Semina su sodo, meglio con il “lento rilascio”

L’esperienza è fondamentale, ma è sempre possibile commettere qualche errore nella fertilizzazione


semina su sodo

«Prima o durante la semina, riteniamo importante apportare il fosforo per assicurarci una buona e sana produzione» ci spiega Maurizio Picchietti.

L’azienda di Picchietti, 200 ha, si trova Quistello (Mn) ed è coltivata, in parti più o meno uguali, a mais, frumento e colza. Ma l’esperienza di Picchietti non è relativa solo alla sua azienda; svolge infatti anche l’attività di contoterzista su una superficie, a seconda delle annate, compresa fra i 500 e i 700 ha.

«In base al bilancio nutrizionale, cioè valutando la tipologia del terreno e le asportazioni della coltura, oltre agli apporti dei residui colturali – ci spiega – la nostra azienda è orientata verso una concimazione con un concime NP (10-30) nei terreni in cui effettuiamo le lavorazioni tradizionali, e con un microgranulo localizzato Grostart Cereali (10-40 + microelementi) nei terreni dove si effettua la lavorazione su sodo».

La distribuzione viene fatta in concomitanza con la preparazione del terreno, ma ci possono anche essere annate nelle quali questo apporto potrebbe non essere necessario.
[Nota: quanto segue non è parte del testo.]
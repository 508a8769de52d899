//! Bounded exponential-backoff retry for async operations.

use std::future::Future;
use std::time::Duration;

use tracing::{info, warn};

#[derive(Debug, Clone, PartialEq)]
pub struct RetryPolicy {
    /// Total attempts including the first one. `0` is treated as `1`.
    pub max_attempts: u32,
    pub initial_backoff: Duration,
    pub max_backoff: Duration,
    pub multiplier: f64,
}

impl Default for RetryPolicy {
    fn default() -> Self {
        Self {
            max_attempts: 3,
            initial_backoff: Duration::from_millis(200),
            max_backoff: Duration::from_secs(2),
            multiplier: 2.0,
        }
    }
}

impl RetryPolicy {
    /// Delay before retry number `retry` (1-based).
    pub fn backoff(&self, retry: u32) -> Duration {
        let factor = self.multiplier.max(1.0).powi(retry.saturating_sub(1) as i32);
        let secs = self.initial_backoff.as_secs_f64() * factor;
        Duration::from_secs_f64(secs.min(self.max_backoff.as_secs_f64()))
    }
}

/// Run `op` until it succeeds or `policy.max_attempts` is used up; the last
/// error is returned on exhaustion.
pub async fn retry<T, E, F, Fut>(policy: &RetryPolicy, op_name: &str, mut op: F) -> Result<T, E>
where
    E: std::fmt::Display,
    F: FnMut() -> Fut,
    Fut: Future<Output = Result<T, E>>,
{
    let attempts = policy.max_attempts.max(1);
    let mut attempt = 1u32;
    loop {
        match op().await {
            Ok(v) => {
                if attempt > 1 {
                    info!(op = op_name, attempt, "succeeded after retry");
                }
                return Ok(v);
            }
            Err(e) if attempt < attempts => {
                let delay = policy.backoff(attempt);
                warn!(op = op_name, attempt, delay_ms = delay.as_millis() as u64, error = %e, "attempt failed; retrying");
                tokio::time::sleep(delay).await;
                attempt += 1;
            }
            Err(e) => {
                warn!(op = op_name, attempt, error = %e, "retries exhausted");
                return Err(e);
            }
        }
    }
}
use std::time::Duration;

use crate::retry::RetryPolicy;

/// Batching and retry knobs for a [`CoalescingCache`](crate::CoalescingCache).
#[derive(Debug, Clone, PartialEq)]
pub struct CacheConfig {
    /// How long the first key of a batch waits for company.
    pub batch_window: Duration,
    /// Flush as soon as this many distinct keys are queued.
    pub max_batch_size: usize,
    pub retry: RetryPolicy,
}

impl Default for CacheConfig {
    fn default() -> Self {
        Self { batch_window: Duration::from_millis(50), max_batch_size: 100, retry: RetryPolicy::default() }
    }
}

fn env_u64(name: &str) -> Option<u64> {
    std::env::var(name).ok().and_then(|s| s.trim().parse::<u64>().ok())
}

impl CacheConfig {
    /// Defaults overridden by `FEEDS_BATCH_WINDOW_MS`, `FEEDS_BATCH_MAX_KEYS`,
    /// `FEEDS_RETRY_MAX_ATTEMPTS`, `FEEDS_RETRY_BASE_MS` and `FEEDS_RETRY_MAX_MS`.
    /// Unparsable values are ignored.
    pub fn from_env() -> Self {
        let mut cfg = Self::default();
        if let Some(ms) = env_u64("FEEDS_BATCH_WINDOW_MS") { cfg.batch_window = Duration::from_millis(ms); }
        if let Some(n) = env_u64("FEEDS_BATCH_MAX_KEYS") { cfg.max_batch_size = (n as usize).max(1); }
        if let Some(n) = env_u64("FEEDS_RETRY_MAX_ATTEMPTS") { cfg.retry.max_attempts = n.clamp(1, u32::MAX as u64) as u32; }
        if let Some(ms) = env_u64("FEEDS_RETRY_BASE_MS") { cfg.retry.initial_backoff = Duration::from_millis(ms); }
        if let Some(ms) = env_u64("FEEDS_RETRY_MAX_MS") { cfg.retry.max_backoff = Duration::from_millis(ms); }
        cfg
    }
}

#[cfg(test)]
mod tests {
    use super::*;

    #[test]
    fn env_overrides_and_ignores_garbage() {
        std::env::set_var("FEEDS_BATCH_WINDOW_MS", "5");
        std::env::set_var("FEEDS_BATCH_MAX_KEYS", "not-a-number");
        std::env::set_var("FEEDS_RETRY_MAX_ATTEMPTS", "7");
        let cfg = CacheConfig::from_env();
        std::env::remove_var("FEEDS_BATCH_WINDOW_MS");
        std::env::remove_var("FEEDS_BATCH_MAX_KEYS");
        std::env::remove_var("FEEDS_RETRY_MAX_ATTEMPTS");
        assert_eq!(cfg.batch_window, Duration::from_millis(5));
        assert_eq!(cfg.max_batch_size, 100);
        assert_eq!(cfg.retry.max_attempts, 7);
        assert_eq!(cfg.retry.initial_backoff, RetryPolicy::default().initial_backoff);
    }
}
«A fine inverno poi, più o meno a metà febbraio, in base all’andamento stagionale – continua Picchietti – distribuiamo 3-4 q/ha di N-Gooo 26% di Adriatica. Nelle annate con condizioni climatiche avverse diventa necessario integrare la quantità di fosforo nel periodo di fine inverno per poter garantire una buona programmazione della spiga. Quindi, in alternativa al N-Gooo 26, apportiamo N-Gooo 20-10 alla dose indicativa di 4 q/ha. Completiamo la concimazione azotata, richiesta dalla coltura e in ottemperanza alla direttiva nitrati, apportando Uniko 25,5 nella fase di botticella».

N-Gooo è la gamma di fertilizzanti azotati e complessi compattati contenenti l’Inibitore della nitrificazione Dcd (2,5% della frazione azotata). Grazie al Dcd, l’azoto ammoniacale, assorbito dai colloidi della frazione argillosa e non dilavabile, viene trasformato nella forma nitrica con gradualità, in un periodo di tempo compreso tra i 60 e i 90 giorni. Per tutto questo periodo l’azoto viene reso disponibile alle piante in modo graduale, riducendone le perdite sia per dilavamento nel terreno sia per volatilizzazione in atmosfera.

«Nel caso di piogge consistenti ed elevato dilavamento si nota subito un ingiallimento delle foglie – afferma Picchietti –. Questo segnale ci fa capire che, per permettere alla coltura di superare indenne lo stress, dobbiamo intervenire con concimi a pronto effetto, come con la concimazione fogliare».

La resa del frumento dell’azienda si aggira fra i 65 e i 75 q/ha in base al terreno e alla tipologia di semina che viene effettuata, come ci spiega Picchietti. Generalmente l’agricoltore effettua la semina su sodo su un terzo dell’azienda, di cui circa una metà di frumento e l’altra di colza. «Sul resto dell’azienda non è possibile praticarla perché il suolo non si trova nelle condizioni adeguate e siamo obbligati a effettuare le lavorazioni tradizionali».

Quest’anno però, visto che il terreno è in buone condizioni e non è stato calpestato, Picchietti molto probabilmente arriverà a effettuare la semina sul sodo sul 50% dell’azienda.

«L’uso dei concimi a lenta cessione cosi come quello dei concimi fogliari tipo N-Gooo 28, da utilizzare assieme agli erbicidi – precisa – ci aiuta a diffondere la semina su sodo grazie al minor numero di passaggi effettuati in campo».

Oltre che con l’analisi del terreno, sempre fondamentale, Picchietti riesce a valutare la quantità di azoto da distribuire anche osservando la colorazione delle piante per riconoscere la quale è necessario avere una notevole esperienza di campo. «Ma nonostante questo – ci rivela – ogni tanto capita di sbagliare qualche semina (e non capita solo a lui, naturalmente…ndr). L’importante è fare tesoro degli errori per evitare di caderci nuovo. D’altra parte ogni annata agraria si presenta con condizioni di verse e l’agricoltore deve essere sempre in grado di adattare i propri interventi alle specifiche situazioni».